When you finally realized that cars in Panama don’t come with signal indicator lights, that taxi drivers are color blind at stop lights and you mastered finding your way home along streets with no names, you began to feel safe. And hey, you had survived Montreal, New York, Istanbul or Cairo. But then came the cell phone, and after that the texting gizmo, and your safety level headed back to square one, or worse. Research shows that those who use them when driving actually can’t see a pedestrian or a dog passing in front of them. At least the guy with the cataracts drove his 1930’s Hudson Terraplane at only 5 mph, and O’ Toole’s favorite customer took the back streets at 30.mph to avoid those nasty guys carrying breathalyzers.
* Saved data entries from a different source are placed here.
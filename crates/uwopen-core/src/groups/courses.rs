use std::sync::Arc;

use serde_json::Value;

use crate::client::Transport;
use crate::endpoint;
use crate::error::ApiError;

/// Endpoints under `/courses`.
///
/// Subject short codes are uppercase upstream (`PHYS`, not `phys`) and are
/// passed through as given.
#[derive(Clone)]
pub struct Courses {
    transport: Arc<Transport>,
}

impl Courses {
    pub(crate) fn new(transport: Arc<Transport>) -> Self {
        Self { transport }
    }

    /// All courses offered under a subject.
    pub async fn by_subject(&self, subject: &str) -> Result<Value, ApiError> {
        self.transport
            .call(&endpoint::COURSES_BY_SUBJECT, &[subject])
            .await
    }

    /// Course information by numeric course id.
    pub async fn info_by_id(&self, course_id: &str) -> Result<Value, ApiError> {
        self.transport
            .call(&endpoint::COURSES_INFO_BY_ID, &[course_id])
            .await
    }

    /// Class schedule by class number.
    pub async fn schedule_by_id(&self, class_number: &str) -> Result<Value, ApiError> {
        self.transport
            .call(&endpoint::COURSES_SCHEDULE_BY_ID, &[class_number])
            .await
    }

    /// Course information by subject and catalog number, e.g. `PHYS 234`.
    pub async fn info_by_catalog_number(
        &self,
        subject: &str,
        catalog_number: &str,
    ) -> Result<Value, ApiError> {
        self.transport
            .call(
                &endpoint::COURSES_INFO_BY_CATALOG_NUMBER,
                &[subject, catalog_number],
            )
            .await
    }

    pub async fn schedule_by_catalog_number(
        &self,
        subject: &str,
        catalog_number: &str,
    ) -> Result<Value, ApiError> {
        self.transport
            .call(
                &endpoint::COURSES_SCHEDULE_BY_CATALOG_NUMBER,
                &[subject, catalog_number],
            )
            .await
    }

    pub async fn prerequisites_by_catalog_number(
        &self,
        subject: &str,
        catalog_number: &str,
    ) -> Result<Value, ApiError> {
        self.transport
            .call(
                &endpoint::COURSES_PREREQUISITES_BY_CATALOG_NUMBER,
                &[subject, catalog_number],
            )
            .await
    }

    pub async fn exam_schedule_by_catalog_number(
        &self,
        subject: &str,
        catalog_number: &str,
    ) -> Result<Value, ApiError> {
        self.transport
            .call(
                &endpoint::COURSES_EXAM_SCHEDULE_BY_CATALOG_NUMBER,
                &[subject, catalog_number],
            )
            .await
    }
}
use std::sync::Arc;

use serde_json::Value;

use crate::client::Transport;
use crate::endpoint;
use crate::error::ApiError;

/// Endpoints under `/events`.
#[derive(Clone)]
pub struct Events {
    transport: Arc<Transport>,
}

impl Events {
    pub(crate) fn new(transport: Arc<Transport>) -> Self {
        Self { transport }
    }

    /// Events across all sites.
    pub async fn all(&self) -> Result<Value, ApiError> {
        self.transport.call(&endpoint::EVENTS_ALL, &[]).await
    }

    /// Events published by one site, e.g. `engineering`.
    pub async fn by_site(&self, site: &str) -> Result<Value, ApiError> {
        self.transport
            .call(&endpoint::EVENTS_BY_SITE, &[site])
            .await
    }

    pub async fn by_site_and_id(&self, site: &str, id: &str) -> Result<Value, ApiError> {
        self.transport
            .call(&endpoint::EVENTS_BY_SITE_AND_ID, &[site, id])
            .await
    }

    pub async fn holidays(&self) -> Result<Value, ApiError> {
        self.transport.call(&endpoint::EVENTS_HOLIDAYS, &[]).await
    }
}

#[cfg(test)]
mod tests {
    use super::*;
    use std::future::Future;
    use std::pin::Pin;
    use std::sync::Mutex;

    use crate::http_client::{HttpClient, HttpError, HttpRequest, HttpResponse};
    use crate::UwClient;

    #[derive(Default)]
    struct RecordingHttpClient {
        requests: Mutex<Vec<HttpRequest>>,
    }

    impl HttpClient for RecordingHttpClient {
        fn execute<'a>(
            &'a self,
            request: HttpRequest,
        ) -> Pin<Box<dyn Future<Output = Result<HttpResponse, HttpError>> + Send + 'a>> {
            self.requests
                .lock()
                .expect("request store should not be poisoned")
                .push(request);
            Box::pin(async move { Ok(HttpResponse::ok_json("{}")) })
        }
    }

    #[tokio::test]
    async fn site_values_pass_through_unmodified() {
        let stub = Arc::new(RecordingHttpClient::default());
        let client = UwClient::with_http_client(stub.clone(), "demo");

        client
            .events
            .by_site("Engineering")
            .await
            .expect("stub succeeds");

        let requests = stub
            .requests
            .lock()
            .expect("request store should not be poisoned");
        assert_eq!(
            requests[0].url,
            "https://api.uwaterloo.ca/v2/events/Engineering.json?key=demo"
        );
    }
}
Less than 30 would have been a signal to the local gendarmerie that Paddy had really gone a bottle too far.
There was a time too when people had pen-pals, letter writing was almost an art form, and before bulk marketing the postman was your favorite caller. That too passed away, and quality was replaced by quantity. People now have “friends” running into the thousands, so when they run into hard times, a dollar or two from each “friend” will carry them through.
However we now have the blessings of email. Great for business, you can reach a client or supplier instantly. The problem is, everyone wants and instant reply, and then there’s the daily or hourly chore of deleting all those uncalled for messages. Letters telling you that a dusky lady in Nigeria wants you to share in the $29 million left by her father or that urgent message from a lawyer in Europe telling you to hop on a plane to Brussels to pick up a check for 10 million Euros, after you have paid him his processing fee.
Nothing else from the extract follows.